------ Records ------
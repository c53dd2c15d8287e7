//! Cache-aside resilience layer over Redis
//!
//! [`CacheClient`] puts a Redis cache in front of any source of record and
//! protects that source from three failure modes:
//!
//! - penetration: ids that do not exist are remembered with a short-lived
//!   null marker
//! - breakdown of a hot key: rebuilds are serialized by a distributed lock,
//!   either waited on ([`CacheClient::get_with_mutex`]) or run in the
//!   background while stale data is served
//!   ([`CacheClient::get_with_logical_expire`])
//! - stale reads after writes: callers [`CacheClient::invalidate`] once their
//!   write is committed
//!
//! Every read takes the loader as a closure, so a single client serves every
//! entity type. Results carry a [`CacheSource`] for logs and metrics.
//!
//! # Example
//!
//! ```rust,ignore
//! use common_cache::{CacheClient, CacheConfig, CacheSource};
//!
//! let cache = CacheClient::new(redis, CacheConfig::default())?;
//!
//! let result = cache
//!     .get_pass_through("cache:shop:", id, |id| async move {
//!         load_shop(id).await
//!     }, ttl)
//!     .await?;
//!
//! match result.source {
//!     CacheSource::PositiveCache => println!("Cache hit!"),
//!     CacheSource::NegativeCache => println!("Known to not exist"),
//!     _ => println!("Other source: {}", result.source),
//! }
//! ```

pub mod client;
pub mod codec;
pub mod error;
pub mod lock;
pub mod metrics;
pub mod rebuild;
pub mod types;

pub use client::CacheClient;
pub use codec::LogicalEntry;
pub use error::{BoxError, CacheError};
pub use lock::{DistributedLock, LockGuard};
pub use rebuild::{RebuildExecutor, Reservation};
pub use types::{CacheConfig, CacheResult, CacheSource, Strategy};
/// Cache-aside client shared by every domain service
///
/// Each read names a key prefix, an identifier, a TTL and a loader for the
/// source of record. The client never keeps per-key state in process: locks,
/// null markers and logical expiry all live in the store, so any number of
/// instances can serve the same key space.
///
/// # Example
///
/// ```rust,ignore
/// let cache = CacheClient::new(redis, CacheConfig::default())?;
///
/// let shop = cache
///     .get_with_mutex("cache:shop:", id, |id| async move { store.find(id).await }, ttl)
///     .await?;
/// ```
pub struct CacheClient {
    redis: Arc<dyn RedisClient + Send + Sync>,
    lock: DistributedLock,
    executor: Arc<RebuildExecutor>,
    config: CacheConfig,
}
//! Shop lookups behind the cache-aside layer
//!
//! Reads go through [`common_cache::CacheClient`] with whichever strategy the
//! service is configured for. Writes hit Postgres first and only then touch
//! the cache.

pub mod config;
pub mod logging;
pub mod service;
pub mod shop;

pub use service::{ShopError, ShopService};
pub use shop::{PgShopStore, Shop, ShopStore, ShopType};
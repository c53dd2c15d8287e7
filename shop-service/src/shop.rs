use async_trait::async_trait;
use chrono::{DateTime, Utc};
use serde::{Deserialize, Serialize};
use sqlx::postgres::{PgPool, PgPoolOptions};

pub const CACHE_SHOP_KEY: &str = "cache:shop:";
pub const CACHE_SHOP_TYPE_KEY: &str = "cache:shop-type:";
pub const SHOP_TYPE_LIST_ID: &str = "all";

#[derive(Debug, Clone, PartialEq, Serialize, Deserialize, sqlx::FromRow)]
pub struct Shop {
    pub id: i64,
    pub name: String,
    pub type_id: i64,
    pub images: String,
    pub area: Option<String>,
    pub address: String,
    pub x: f64,
    pub y: f64,
    pub avg_price: Option<i64>,
    pub sold: i32,
    pub comments: i32,
    pub score: i32,
    pub open_hours: Option<String>,
    pub update_time: Option<DateTime<Utc>>,
}

#[derive(Debug, Clone, PartialEq, Eq, Serialize, Deserialize, sqlx::FromRow)]
pub struct ShopType {
    pub id: i64,
    pub name: String,
    pub icon: String,
    pub sort: i32,
}

/// Source of record for shops. This is what cache loaders call into.
#[async_trait]
pub trait ShopStore {
    async fn find_shop(&self, id: i64) -> Result<Option<Shop>, sqlx::Error>;

    /// Returns false when no shop has this id.
    async fn update_shop(&self, shop: &Shop) -> Result<bool, sqlx::Error>;

    /// All shop types ordered by `sort`.
    async fn list_shop_types(&self) -> Result<Vec<ShopType>, sqlx::Error>;
}

#[derive(Clone)]
pub struct PgShopStore {
    pool: PgPool,
}

impl PgShopStore {
    pub async fn connect(url: &str, max_connections: u32) -> Result<Self, sqlx::Error> {
        let pool = PgPoolOptions::new()
            .max_connections(max_connections)
            .connect(url)
            .await?;
        Ok(Self { pool })
    }

    pub fn new(pool: PgPool) -> Self {
        Self { pool }
    }
}

#[async_trait]
impl ShopStore for PgShopStore {
    async fn find_shop(&self, id: i64) -> Result<Option<Shop>, sqlx::Error> {
        let query = r#"
            SELECT id, name, type_id, images, area, address, x, y, avg_price,
                   sold, comments, score, open_hours, update_time
            FROM tb_shop
            WHERE id = $1
        "#;
        sqlx::query_as::<_, Shop>(query)
            .bind(id)
            .fetch_optional(&self.pool)
            .await
    }

    async fn update_shop(&self, shop: &Shop) -> Result<bool, sqlx::Error> {
        let query = r#"
            UPDATE tb_shop
            SET name = $2, type_id = $3, images = $4, area = $5, address = $6,
                x = $7, y = $8, avg_price = $9, sold = $10, comments = $11,
                score = $12, open_hours = $13, update_time = NOW()
            WHERE id = $1
        "#;
        let result = sqlx::query(query)
            .bind(shop.id)
            .bind(&shop.name)
            .bind(shop.type_id)
            .bind(&shop.images)
            .bind(&shop.area)
            .bind(&shop.address)
            .bind(shop.x)
            .bind(shop.y)
            .bind(shop.avg_price)
            .bind(shop.sold)
            .bind(shop.comments)
            .bind(shop.score)
            .bind(&shop.open_hours)
            .execute(&self.pool)
            .await?;
        Ok(result.rows_affected() > 0)
    }

    async fn list_shop_types(&self) -> Result<Vec<ShopType>, sqlx::Error> {
        sqlx::query_as::<_, ShopType>("SELECT id, name, icon, sort FROM tb_shop_type ORDER BY sort ASC")
            .fetch_all(&self.pool)
            .await
    }
}
//! Cache configuration types and cache operation results
//!
//! This module contains the core types used throughout the cache system:
//! - [`CacheConfig`]: Tunables shared by every strategy (null TTL, lock window, retry budget, rebuild pool)
//! - [`Strategy`]: Which read strategy produced a result
//! - [`CacheSource`]: Enum indicating where a value came from (for observability)
//! - [`CacheResult`]: Wrapper containing a value and its source

use std::fmt;
use std::str::FromStr;
use std::time::Duration;

use crate::CacheError;

/// Configuration for a [`crate::CacheClient`]
#[derive(Debug, Clone)]
pub struct CacheConfig {
    /// TTL of the null marker written when the loader reports a missing entity.
    /// Must be strictly shorter than `default_ttl`.
    pub null_ttl: Duration,

    /// TTL domain services use for positive entries unless they pass their own
    pub default_ttl: Duration,

    /// Safety window after which a rebuild lock expires on its own.
    /// Must exceed the worst-case loader latency.
    pub lock_ttl: Duration,

    /// Sleep between lock attempts in the mutex strategy
    pub retry_backoff: Duration,

    /// Lock attempts before the mutex strategy gives up with [`CacheError::LockTimeout`]
    pub max_lock_attempts: u32,

    /// Rebuilds allowed to run at the same time in the logical-expiration strategy
    pub max_concurrent_rebuilds: usize,

    /// Rebuilds allowed to be queued or running before new ones are rejected
    pub max_pending_rebuilds: usize,
}

impl Default for CacheConfig {
    fn default() -> Self {
        Self {
            null_ttl: Duration::from_secs(2 * 60),
            default_ttl: Duration::from_secs(30 * 60),
            lock_ttl: Duration::from_secs(10),
            retry_backoff: Duration::from_millis(50),
            max_lock_attempts: 100,
            max_concurrent_rebuilds: 10,
            max_pending_rebuilds: 1024,
        }
    }
}

impl CacheConfig {
    pub fn with_null_ttl(mut self, null_ttl: Duration) -> Self {
        self.null_ttl = null_ttl;
        self
    }

    pub fn with_default_ttl(mut self, default_ttl: Duration) -> Self {
        self.default_ttl = default_ttl;
        self
    }

    pub fn with_lock_ttl(mut self, lock_ttl: Duration) -> Self {
        self.lock_ttl = lock_ttl;
        self
    }

    pub fn with_retry(mut self, retry_backoff: Duration, max_lock_attempts: u32) -> Self {
        self.retry_backoff = retry_backoff;
        self.max_lock_attempts = max_lock_attempts;
        self
    }

    pub fn with_rebuild_pool(mut self, max_concurrent: usize, max_pending: usize) -> Self {
        self.max_concurrent_rebuilds = max_concurrent;
        self.max_pending_rebuilds = max_pending;
        self
    }

    pub fn validate(&self) -> Result<(), CacheError> {
        if self.null_ttl.is_zero() || self.null_ttl >= self.default_ttl {
            return Err(CacheError::InvalidConfiguration(format!(
                "null_ttl ({:?}) must be non-zero and shorter than default_ttl ({:?})",
                self.null_ttl, self.default_ttl
            )));
        }
        if self.lock_ttl.is_zero() {
            return Err(CacheError::InvalidConfiguration(
                "lock_ttl cannot be zero".to_string(),
            ));
        }
        if self.max_lock_attempts == 0 {
            return Err(CacheError::InvalidConfiguration(
                "max_lock_attempts must be at least 1".to_string(),
            ));
        }
        if self.max_concurrent_rebuilds == 0 || self.max_pending_rebuilds == 0 {
            return Err(CacheError::InvalidConfiguration(
                "rebuild pool bounds must be at least 1".to_string(),
            ));
        }
        if self.max_pending_rebuilds < self.max_concurrent_rebuilds {
            return Err(CacheError::InvalidConfiguration(format!(
                "max_pending_rebuilds ({}) cannot be lower than max_concurrent_rebuilds ({})",
                self.max_pending_rebuilds, self.max_concurrent_rebuilds
            )));
        }
        Ok(())
    }

    /// Per-call entry TTLs must be strictly longer than `null_ttl`.
    pub fn check_entry_ttl(&self, ttl: Duration) -> Result<(), CacheError> {
        if ttl <= self.null_ttl {
            return Err(CacheError::InvalidConfiguration(format!(
                "entry ttl ({:?}) must be longer than null_ttl ({:?})",
                ttl, self.null_ttl
            )));
        }
        Ok(())
    }
}

/// The read strategy a [`CacheResult`] was produced by
#[derive(Debug, Clone, Copy, PartialEq, Eq)]
pub enum Strategy {
    PassThrough,
    Mutex,
    LogicalExpire,
}

impl Strategy {
    pub fn as_str(&self) -> &'static str {
        match self {
            Strategy::PassThrough => "pass_through",
            Strategy::Mutex => "mutex",
            Strategy::LogicalExpire => "logical_expire",
        }
    }
}

impl fmt::Display for Strategy {
    fn fmt(&self, f: &mut fmt::Formatter<'_>) -> fmt::Result {
        f.write_str(self.as_str())
    }
}

impl FromStr for Strategy {
    type Err = CacheError;

    fn from_str(s: &str) -> Result<Self, Self::Err> {
        match s.trim().to_ascii_lowercase().as_str() {
            "pass_through" | "pass-through" => Ok(Strategy::PassThrough),
            "mutex" => Ok(Strategy::Mutex),
            "logical_expire" | "logical-expire" => Ok(Strategy::LogicalExpire),
            other => Err(CacheError::InvalidConfiguration(format!(
                "unknown cache strategy: {other}"
            ))),
        }
    }
}

/// Indicates where a cached value came from and what operations were performed
///
/// This type implements `Display` for use in logging and metrics:
/// ```
/// # use common_cache::CacheSource;
/// let source = CacheSource::PositiveCache;
/// println!("Cache result: {}", source); // "positive_cache"
/// ```
#[non_exhaustive]
#[derive(Debug, Clone, Copy, PartialEq, Eq)]
pub enum CacheSource {
    // Value found cases
    /// Value was found in the store on the first look
    PositiveCache,
    /// Value was written by another caller's rebuild while we waited for / took the lock
    PositiveCacheAfterRebuild,
    /// Cache miss - value loaded from loader function
    LoaderCacheMiss,
    /// Cache data was corrupted - value loaded from loader function
    LoaderCacheCorrupted,
    /// Logical entry has not expired yet
    LogicalFresh,
    /// Logical entry expired, stale value returned and a rebuild was scheduled
    LogicalStaleRebuildScheduled,
    /// Logical entry expired, stale value returned, another rebuild already holds the lock
    LogicalStaleRebuildInFlight,
    /// Logical entry expired, stale value returned, the rebuild could not be scheduled
    LogicalStaleRebuildRejected,

    // Value not found cases
    /// Null marker found (known to not exist)
    NegativeCache,
    /// Null marker written by another caller's rebuild while we waited for / took the lock
    NegativeCacheAfterRebuild,
    /// Cache miss - loader function indicated value doesn't exist
    LoaderNotFoundCacheMiss,
    /// Cache was corrupted - loader function indicated value doesn't exist
    LoaderNotFoundCacheCorrupted,
    /// No logical entry stored; the strategy expects keys to be pre-warmed
    LogicalMiss,
}

impl fmt::Display for CacheSource {
    fn fmt(&self, f: &mut fmt::Formatter<'_>) -> fmt::Result {
        let name = match self {
            CacheSource::PositiveCache => "positive_cache",
            CacheSource::PositiveCacheAfterRebuild => "positive_cache_after_rebuild",
            CacheSource::LoaderCacheMiss => "loader_cache_miss",
            CacheSource::LoaderCacheCorrupted => "loader_cache_corrupted",
            CacheSource::LogicalFresh => "logical_fresh",
            CacheSource::LogicalStaleRebuildScheduled => "logical_stale_rebuild_scheduled",
            CacheSource::LogicalStaleRebuildInFlight => "logical_stale_rebuild_in_flight",
            CacheSource::LogicalStaleRebuildRejected => "logical_stale_rebuild_rejected",
            CacheSource::NegativeCache => "negative_cache",
            CacheSource::NegativeCacheAfterRebuild => "negative_cache_after_rebuild",
            CacheSource::LoaderNotFoundCacheMiss => "loader_not_found_cache_miss",
            CacheSource::LoaderNotFoundCacheCorrupted => "loader_not_found_cache_corrupted",
            CacheSource::LogicalMiss => "logical_miss",
        };
        f.write_str(name)
    }
}

/// Result of a cache operation with detailed source information
#[derive(Debug, Clone, PartialEq, Eq)]
pub struct CacheResult<V> {
    /// The value, if found. None indicates the item doesn't exist (negative result)
    pub value: Option<V>,

    /// Where the result came from - provides context for observability
    pub source: CacheSource,
}

impl<V> CacheResult<V> {
    /// Create a cache result with a value
    pub fn found(value: V, source: CacheSource) -> Self {
        Self {
            value: Some(value),
            source,
        }
    }

    /// Create a cache result indicating the value was not found
    pub fn not_found(source: CacheSource) -> Self {
        Self {
            value: None,
            source,
        }
    }

    pub fn is_found(&self) -> bool {
        self.value.is_some()
    }

    /// Check if the answer came from a stored entry or null marker
    pub fn was_cached(&self) -> bool {
        !self.invoked_loader() && self.source != CacheSource::LogicalMiss
    }

    /// Check if this call invoked the loader function itself
    pub fn invoked_loader(&self) -> bool {
        matches!(
            self.source,
            CacheSource::LoaderCacheMiss
                | CacheSource::LoaderCacheCorrupted
                | CacheSource::LoaderNotFoundCacheMiss
                | CacheSource::LoaderNotFoundCacheCorrupted
        )
    }

    /// Check if the value returned is past its logical expiration
    pub fn is_stale(&self) -> bool {
        matches!(
            self.source,
            CacheSource::LogicalStaleRebuildScheduled
                | CacheSource::LogicalStaleRebuildInFlight
                | CacheSource::LogicalStaleRebuildRejected
        )
    }
}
------
Action item: Filter this listing and copy only the lines holding the word "cases".

Task solution:
    // Value found cases
    // Value not found cases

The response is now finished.